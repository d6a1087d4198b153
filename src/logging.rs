//! Structured logging and tracing for Hestia
//!
//! This module provides logging initialization with console and rotating
//! file output, plus a small component-tagged logger facade used across
//! the crate.

use crate::config::LoggingConfig;
use crate::error::{HestiaError, Result};
use once_cell::sync::OnceCell;
use std::path::Path;
use std::sync::Once;
use tracing::{Level, debug, error, info, trace, warn};
use tracing_appender::non_blocking::WorkerGuard;
use tracing_appender::{non_blocking, rolling};
use tracing_subscriber::filter::LevelFilter;
use tracing_subscriber::{EnvFilter, Layer, fmt, layer::SubscriberExt, util::SubscriberInitExt};

// Keep the non-blocking worker guard alive for the entire process lifetime
static LOG_GUARD: OnceCell<WorkerGuard> = OnceCell::new();
static INIT_ONCE: Once = Once::new();
static INIT_ERROR: OnceCell<String> = OnceCell::new();

/// Initialize logging system based on configuration
pub fn init_logging(config: &LoggingConfig) -> Result<()> {
    INIT_ONCE.call_once(|| {
        let init_result = (|| -> Result<()> {
            let level = parse_log_level(&config.level)?;
            let filter = build_env_filter(level);

            if should_use_console_only() || config.file.is_empty() {
                init_console_only_logging(filter, config.json_format, level);
                return Ok(());
            }

            init_file_logging(config, filter, level)?;
            Ok(())
        })();

        if let Err(e) = init_result {
            let _ = INIT_ERROR.set(e.to_string());
        }
    });

    if let Some(err) = INIT_ERROR.get() {
        return Err(HestiaError::config(err.clone()));
    }
    Ok(())
}

fn build_env_filter(level: Level) -> EnvFilter {
    EnvFilter::try_from_default_env()
        .unwrap_or_else(|_| format!("hestia={},reqwest=warn,hyper=warn", level).into())
}

fn should_use_console_only() -> bool {
    cfg!(test) || std::env::var_os("HESTIA_DISABLE_FILE_LOG").is_some()
}

fn init_console_only_logging(filter: EnvFilter, json_format: bool, level: Level) {
    let console_layer = {
        let layer = fmt::layer()
            .with_writer(std::io::stdout)
            .with_target(false)
            .with_thread_ids(false)
            .with_file(false);
        if json_format {
            layer
                .json()
                .with_filter(LevelFilter::from_level(level))
                .boxed()
        } else {
            layer.with_filter(LevelFilter::from_level(level)).boxed()
        }
    };

    tracing_subscriber::registry()
        .with(filter)
        .with(console_layer)
        .init();

    info!("Logging initialized - level: {:?}, console-only", level);
}

fn init_file_logging(config: &LoggingConfig, filter: EnvFilter, level: Level) -> Result<()> {
    let registry = tracing_subscriber::registry().with(filter);

    // Set up log file appender with rotation
    let file_appender = rolling::Builder::new()
        .rotation(rolling::Rotation::DAILY)
        .filename_prefix("hestia")
        .filename_suffix("log")
        .build({
            // If config.file is a file path, use its parent dir; otherwise treat as dir
            let p = Path::new(&config.file);
            if p.extension().is_some() {
                p.parent().unwrap_or(p)
            } else {
                p
            }
        })
        .map_err(|e| HestiaError::io(format!("Failed to create log file appender: {}", e)))?;

    let (non_blocking_appender, guard) = non_blocking(file_appender);
    let _ = LOG_GUARD.set(guard);

    let file_layer = {
        let base = fmt::layer()
            .with_writer(non_blocking_appender)
            .with_target(false)
            .with_thread_ids(false)
            .with_file(false);
        if config.json_format {
            base.json()
                .with_filter(LevelFilter::from_level(level))
                .boxed()
        } else {
            base.with_filter(LevelFilter::from_level(level)).boxed()
        }
    };

    let subscriber = registry.with(file_layer);

    if config.console_output {
        let console_layer = {
            let base = fmt::layer()
                .with_writer(std::io::stdout)
                .with_target(false)
                .with_thread_ids(false)
                .with_file(false);
            if config.json_format {
                base.json()
                    .with_filter(LevelFilter::from_level(level))
                    .boxed()
            } else {
                base.with_filter(LevelFilter::from_level(level)).boxed()
            }
        };
        subscriber.with(console_layer).init();
    } else {
        subscriber.init();
    }

    info!(
        "Logging initialized - level: {:?}, file: {}",
        level, config.file
    );
    Ok(())
}

/// Parse log level string to tracing Level
fn parse_log_level(level_str: &str) -> Result<Level> {
    match level_str.to_uppercase().as_str() {
        "TRACE" => Ok(Level::TRACE),
        "DEBUG" => Ok(Level::DEBUG),
        "INFO" => Ok(Level::INFO),
        "WARN" | "WARNING" => Ok(Level::WARN),
        "ERROR" => Ok(Level::ERROR),
        _ => Err(HestiaError::config(format!(
            "Invalid log level: {}",
            level_str
        ))),
    }
}

/// Context information for log messages
#[derive(Debug, Clone)]
pub struct LogContext {
    /// Component name (e.g., "driver", "feed", "tariff")
    pub component: String,

    /// Company the message concerns, when applicable
    pub company: Option<String>,

    /// Additional context fields
    pub extra_fields: std::collections::HashMap<String, String>,
}

impl LogContext {
    /// Create a new log context
    pub fn new(component: &str) -> Self {
        Self {
            component: component.to_string(),
            company: None,
            extra_fields: std::collections::HashMap::new(),
        }
    }

    /// Set company name
    pub fn with_company(mut self, company: String) -> Self {
        self.company = Some(company);
        self
    }

    /// Add extra field
    pub fn with_field(mut self, key: &str, value: String) -> Self {
        self.extra_fields.insert(key.to_string(), value);
        self
    }
}

/// Structured logger with context
#[derive(Clone)]
pub struct StructuredLogger {
    context: LogContext,
}

impl StructuredLogger {
    /// Create a new structured logger with context
    pub fn new(context: LogContext) -> Self {
        Self { context }
    }

    /// Log an info message with context
    pub fn info(&self, message: &str) {
        let fields = self.format_fields();
        info!(%fields, "{}", message);
    }

    /// Log a warning message with context
    pub fn warn(&self, message: &str) {
        let fields = self.format_fields();
        warn!(%fields, "{}", message);
    }

    /// Log an error message with context
    pub fn error(&self, message: &str) {
        let fields = self.format_fields();
        error!(%fields, "{}", message);
    }

    /// Log a debug message with context
    pub fn debug(&self, message: &str) {
        let fields = self.format_fields();
        debug!(%fields, "{}", message);
    }

    /// Log a trace message with context
    pub fn trace(&self, message: &str) {
        let fields = self.format_fields();
        trace!(%fields, "{}", message);
    }

    /// Format context fields for logging
    fn format_fields(&self) -> String {
        let mut fields = vec![format!("component={}", self.context.component)];
        if let Some(ref company) = self.context.company {
            fields.push(format!("company={}", company));
        }
        for (key, value) in &self.context.extra_fields {
            fields.push(format!("{}={}", key, value));
        }
        fields.join(",")
    }
}

/// Create a logger for a specific component
pub fn get_logger(component: &str) -> StructuredLogger {
    StructuredLogger::new(LogContext::new(component))
}

/// Create a logger with full context
pub fn get_logger_with_context(context: LogContext) -> StructuredLogger {
    StructuredLogger::new(context)
}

——————

# WHAT THE TASK ASKS
If a line in the entries contains "EnvFilter", copy it.

# OUTPUT
use tracing_subscriber::{EnvFilter, Layer, fmt, layer::SubscriberExt, util::SubscriberInitExt};
fn build_env_filter(level: Level) -> EnvFilter {
    EnvFilter::try_from_default_env()
fn init_console_only_logging(filter: EnvFilter, json_format: bool, level: Level) {
fn init_file_logging(config: &LoggingConfig, filter: EnvFilter, level: Level) -> Result<()> {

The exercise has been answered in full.